Stored data entries:
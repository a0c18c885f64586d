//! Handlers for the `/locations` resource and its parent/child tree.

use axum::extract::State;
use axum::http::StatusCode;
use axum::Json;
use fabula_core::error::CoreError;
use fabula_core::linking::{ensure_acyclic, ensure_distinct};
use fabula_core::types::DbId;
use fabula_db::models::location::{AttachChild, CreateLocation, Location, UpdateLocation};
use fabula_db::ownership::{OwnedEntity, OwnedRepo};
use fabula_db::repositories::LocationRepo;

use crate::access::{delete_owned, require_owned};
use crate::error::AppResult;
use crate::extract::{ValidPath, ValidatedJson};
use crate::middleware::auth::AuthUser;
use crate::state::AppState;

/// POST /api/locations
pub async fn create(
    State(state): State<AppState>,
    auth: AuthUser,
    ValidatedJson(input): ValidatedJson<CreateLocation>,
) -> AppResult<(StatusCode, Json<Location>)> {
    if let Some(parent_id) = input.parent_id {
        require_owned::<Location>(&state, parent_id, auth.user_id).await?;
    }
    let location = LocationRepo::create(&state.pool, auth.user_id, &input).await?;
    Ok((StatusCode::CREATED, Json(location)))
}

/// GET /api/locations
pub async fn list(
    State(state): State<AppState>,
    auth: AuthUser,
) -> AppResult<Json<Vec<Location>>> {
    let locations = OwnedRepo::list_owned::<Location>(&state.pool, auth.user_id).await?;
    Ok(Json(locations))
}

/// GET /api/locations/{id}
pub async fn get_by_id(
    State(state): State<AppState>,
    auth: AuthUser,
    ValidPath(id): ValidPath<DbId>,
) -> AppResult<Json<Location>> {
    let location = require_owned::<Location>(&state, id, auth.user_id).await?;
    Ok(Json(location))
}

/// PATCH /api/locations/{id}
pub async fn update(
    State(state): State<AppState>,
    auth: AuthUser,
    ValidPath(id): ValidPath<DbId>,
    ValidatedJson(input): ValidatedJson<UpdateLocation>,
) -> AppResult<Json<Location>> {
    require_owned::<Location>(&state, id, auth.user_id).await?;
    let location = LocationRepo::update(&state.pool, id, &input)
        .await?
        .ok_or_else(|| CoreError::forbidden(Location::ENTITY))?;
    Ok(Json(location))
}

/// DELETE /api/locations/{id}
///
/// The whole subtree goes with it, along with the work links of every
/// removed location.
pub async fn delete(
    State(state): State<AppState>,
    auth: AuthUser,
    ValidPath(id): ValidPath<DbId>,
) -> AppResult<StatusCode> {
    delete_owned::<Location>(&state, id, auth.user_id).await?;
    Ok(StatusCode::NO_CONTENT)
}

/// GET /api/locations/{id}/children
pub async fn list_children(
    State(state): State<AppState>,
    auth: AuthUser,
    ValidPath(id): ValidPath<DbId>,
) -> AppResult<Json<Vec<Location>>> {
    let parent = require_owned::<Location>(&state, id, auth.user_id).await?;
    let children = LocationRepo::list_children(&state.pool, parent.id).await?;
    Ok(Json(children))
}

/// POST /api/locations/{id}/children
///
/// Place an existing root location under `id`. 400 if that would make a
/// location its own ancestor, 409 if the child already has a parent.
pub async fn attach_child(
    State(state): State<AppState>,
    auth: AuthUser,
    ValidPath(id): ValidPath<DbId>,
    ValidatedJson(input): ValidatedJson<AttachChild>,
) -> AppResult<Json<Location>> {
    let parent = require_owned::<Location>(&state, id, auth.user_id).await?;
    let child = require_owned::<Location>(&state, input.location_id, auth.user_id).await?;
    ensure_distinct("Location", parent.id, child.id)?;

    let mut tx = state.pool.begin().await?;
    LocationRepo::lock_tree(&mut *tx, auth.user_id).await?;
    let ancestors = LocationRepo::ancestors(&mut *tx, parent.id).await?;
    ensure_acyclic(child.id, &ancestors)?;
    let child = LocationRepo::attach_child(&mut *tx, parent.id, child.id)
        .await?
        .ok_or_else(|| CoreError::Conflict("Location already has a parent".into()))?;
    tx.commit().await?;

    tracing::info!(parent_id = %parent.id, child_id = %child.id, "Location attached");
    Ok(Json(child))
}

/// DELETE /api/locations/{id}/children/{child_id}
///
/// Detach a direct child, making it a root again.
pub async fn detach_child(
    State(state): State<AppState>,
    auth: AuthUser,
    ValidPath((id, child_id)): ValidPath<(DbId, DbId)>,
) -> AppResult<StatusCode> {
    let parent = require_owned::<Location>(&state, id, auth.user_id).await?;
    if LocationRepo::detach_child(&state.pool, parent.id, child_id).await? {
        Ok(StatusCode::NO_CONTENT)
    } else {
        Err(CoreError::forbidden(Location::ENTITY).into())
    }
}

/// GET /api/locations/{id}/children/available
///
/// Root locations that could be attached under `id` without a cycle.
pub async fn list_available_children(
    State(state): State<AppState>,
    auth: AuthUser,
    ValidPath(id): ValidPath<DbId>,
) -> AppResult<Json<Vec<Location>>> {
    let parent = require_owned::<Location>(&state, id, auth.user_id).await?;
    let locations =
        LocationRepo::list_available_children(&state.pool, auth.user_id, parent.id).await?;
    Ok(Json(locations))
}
* * *
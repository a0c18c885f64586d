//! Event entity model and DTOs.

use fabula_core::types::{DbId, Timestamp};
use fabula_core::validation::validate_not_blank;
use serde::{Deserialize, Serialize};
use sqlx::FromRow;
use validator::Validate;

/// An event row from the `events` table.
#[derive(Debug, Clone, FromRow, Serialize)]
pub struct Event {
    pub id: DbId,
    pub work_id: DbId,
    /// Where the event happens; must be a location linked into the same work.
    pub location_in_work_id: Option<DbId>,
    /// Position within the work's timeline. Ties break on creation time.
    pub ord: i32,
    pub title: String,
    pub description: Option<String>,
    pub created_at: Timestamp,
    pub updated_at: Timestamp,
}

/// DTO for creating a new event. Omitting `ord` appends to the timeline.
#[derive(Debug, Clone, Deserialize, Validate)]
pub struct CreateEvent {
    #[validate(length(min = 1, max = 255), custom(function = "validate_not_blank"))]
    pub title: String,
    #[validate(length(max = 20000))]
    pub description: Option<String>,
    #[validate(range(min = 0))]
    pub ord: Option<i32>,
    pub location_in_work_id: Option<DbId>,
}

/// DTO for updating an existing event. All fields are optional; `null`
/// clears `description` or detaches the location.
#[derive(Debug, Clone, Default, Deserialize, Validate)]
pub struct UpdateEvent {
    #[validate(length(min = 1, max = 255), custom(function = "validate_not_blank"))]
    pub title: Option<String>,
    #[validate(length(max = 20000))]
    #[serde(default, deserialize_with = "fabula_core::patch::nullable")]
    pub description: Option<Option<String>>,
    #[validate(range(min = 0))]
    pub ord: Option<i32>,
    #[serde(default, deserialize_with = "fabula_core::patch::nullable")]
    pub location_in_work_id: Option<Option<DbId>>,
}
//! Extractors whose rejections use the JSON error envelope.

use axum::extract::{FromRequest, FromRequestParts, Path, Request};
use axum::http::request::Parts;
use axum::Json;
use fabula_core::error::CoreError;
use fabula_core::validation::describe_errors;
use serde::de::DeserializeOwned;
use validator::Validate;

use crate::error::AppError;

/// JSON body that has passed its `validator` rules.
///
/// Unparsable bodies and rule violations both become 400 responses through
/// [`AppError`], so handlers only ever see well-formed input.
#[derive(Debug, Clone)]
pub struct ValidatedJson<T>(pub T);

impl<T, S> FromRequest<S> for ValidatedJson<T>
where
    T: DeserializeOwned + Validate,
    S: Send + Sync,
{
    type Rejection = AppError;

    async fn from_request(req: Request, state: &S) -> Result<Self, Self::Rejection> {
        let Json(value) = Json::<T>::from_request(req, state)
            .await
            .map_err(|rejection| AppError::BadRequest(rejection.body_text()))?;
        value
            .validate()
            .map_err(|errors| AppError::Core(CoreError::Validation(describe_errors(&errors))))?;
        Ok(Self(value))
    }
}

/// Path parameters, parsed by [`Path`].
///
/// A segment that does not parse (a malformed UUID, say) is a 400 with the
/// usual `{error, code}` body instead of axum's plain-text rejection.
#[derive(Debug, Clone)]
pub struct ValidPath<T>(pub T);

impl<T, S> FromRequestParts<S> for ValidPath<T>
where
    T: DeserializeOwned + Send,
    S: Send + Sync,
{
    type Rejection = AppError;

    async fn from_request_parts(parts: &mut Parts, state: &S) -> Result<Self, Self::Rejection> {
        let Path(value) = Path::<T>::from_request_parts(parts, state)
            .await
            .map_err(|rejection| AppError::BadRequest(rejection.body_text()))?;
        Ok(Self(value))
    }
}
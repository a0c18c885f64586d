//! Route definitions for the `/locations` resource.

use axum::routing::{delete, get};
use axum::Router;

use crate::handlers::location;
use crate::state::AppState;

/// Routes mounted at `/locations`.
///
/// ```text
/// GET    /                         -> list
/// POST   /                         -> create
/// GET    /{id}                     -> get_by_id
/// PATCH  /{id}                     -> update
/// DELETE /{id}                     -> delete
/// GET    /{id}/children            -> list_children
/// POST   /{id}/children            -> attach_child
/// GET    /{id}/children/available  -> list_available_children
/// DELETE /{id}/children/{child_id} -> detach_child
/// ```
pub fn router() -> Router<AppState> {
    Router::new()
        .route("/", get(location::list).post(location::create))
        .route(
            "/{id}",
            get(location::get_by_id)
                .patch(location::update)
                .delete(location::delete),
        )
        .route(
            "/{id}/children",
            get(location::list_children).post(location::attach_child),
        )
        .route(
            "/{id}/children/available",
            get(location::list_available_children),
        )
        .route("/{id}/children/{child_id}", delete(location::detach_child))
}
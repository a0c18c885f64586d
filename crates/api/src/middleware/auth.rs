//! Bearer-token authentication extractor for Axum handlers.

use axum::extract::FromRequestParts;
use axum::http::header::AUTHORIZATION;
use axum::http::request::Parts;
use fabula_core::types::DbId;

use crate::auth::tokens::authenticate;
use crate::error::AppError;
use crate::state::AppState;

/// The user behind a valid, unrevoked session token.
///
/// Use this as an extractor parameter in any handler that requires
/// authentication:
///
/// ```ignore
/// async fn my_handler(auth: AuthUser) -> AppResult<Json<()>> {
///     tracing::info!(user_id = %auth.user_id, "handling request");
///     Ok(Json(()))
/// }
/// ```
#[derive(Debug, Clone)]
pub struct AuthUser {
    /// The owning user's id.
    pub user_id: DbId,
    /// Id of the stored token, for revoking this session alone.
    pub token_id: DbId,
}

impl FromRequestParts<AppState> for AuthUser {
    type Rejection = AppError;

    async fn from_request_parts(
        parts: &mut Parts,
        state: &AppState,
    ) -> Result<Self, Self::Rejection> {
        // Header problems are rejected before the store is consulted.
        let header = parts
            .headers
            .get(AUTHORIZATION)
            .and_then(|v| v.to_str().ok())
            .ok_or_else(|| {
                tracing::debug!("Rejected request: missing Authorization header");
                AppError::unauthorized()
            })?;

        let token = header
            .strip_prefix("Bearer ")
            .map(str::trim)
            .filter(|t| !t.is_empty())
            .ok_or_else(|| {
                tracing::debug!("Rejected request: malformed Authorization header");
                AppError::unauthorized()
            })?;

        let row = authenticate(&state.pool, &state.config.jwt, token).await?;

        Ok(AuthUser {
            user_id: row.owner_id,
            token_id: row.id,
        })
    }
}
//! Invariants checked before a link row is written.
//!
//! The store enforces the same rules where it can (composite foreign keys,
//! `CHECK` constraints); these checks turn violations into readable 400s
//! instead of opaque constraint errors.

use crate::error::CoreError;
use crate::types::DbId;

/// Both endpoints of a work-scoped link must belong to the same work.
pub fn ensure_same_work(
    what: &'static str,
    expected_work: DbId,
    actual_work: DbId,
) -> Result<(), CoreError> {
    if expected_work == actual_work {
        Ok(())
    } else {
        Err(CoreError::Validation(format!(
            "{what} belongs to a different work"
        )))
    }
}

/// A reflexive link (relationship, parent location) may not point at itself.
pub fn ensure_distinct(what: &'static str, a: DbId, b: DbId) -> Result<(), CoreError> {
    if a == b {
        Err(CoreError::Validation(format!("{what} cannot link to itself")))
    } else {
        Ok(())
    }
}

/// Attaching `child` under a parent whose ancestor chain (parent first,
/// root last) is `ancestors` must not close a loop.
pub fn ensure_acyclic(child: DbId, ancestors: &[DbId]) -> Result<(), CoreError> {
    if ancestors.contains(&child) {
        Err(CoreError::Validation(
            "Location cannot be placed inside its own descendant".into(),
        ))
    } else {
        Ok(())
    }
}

> **What the task requires**:
Lines holding the string "session" must be copied out of the entries above.

> **Exercise output**:
/// The user behind a valid, unrevoked session token.
    /// Id of the stored token, for revoking this session alone.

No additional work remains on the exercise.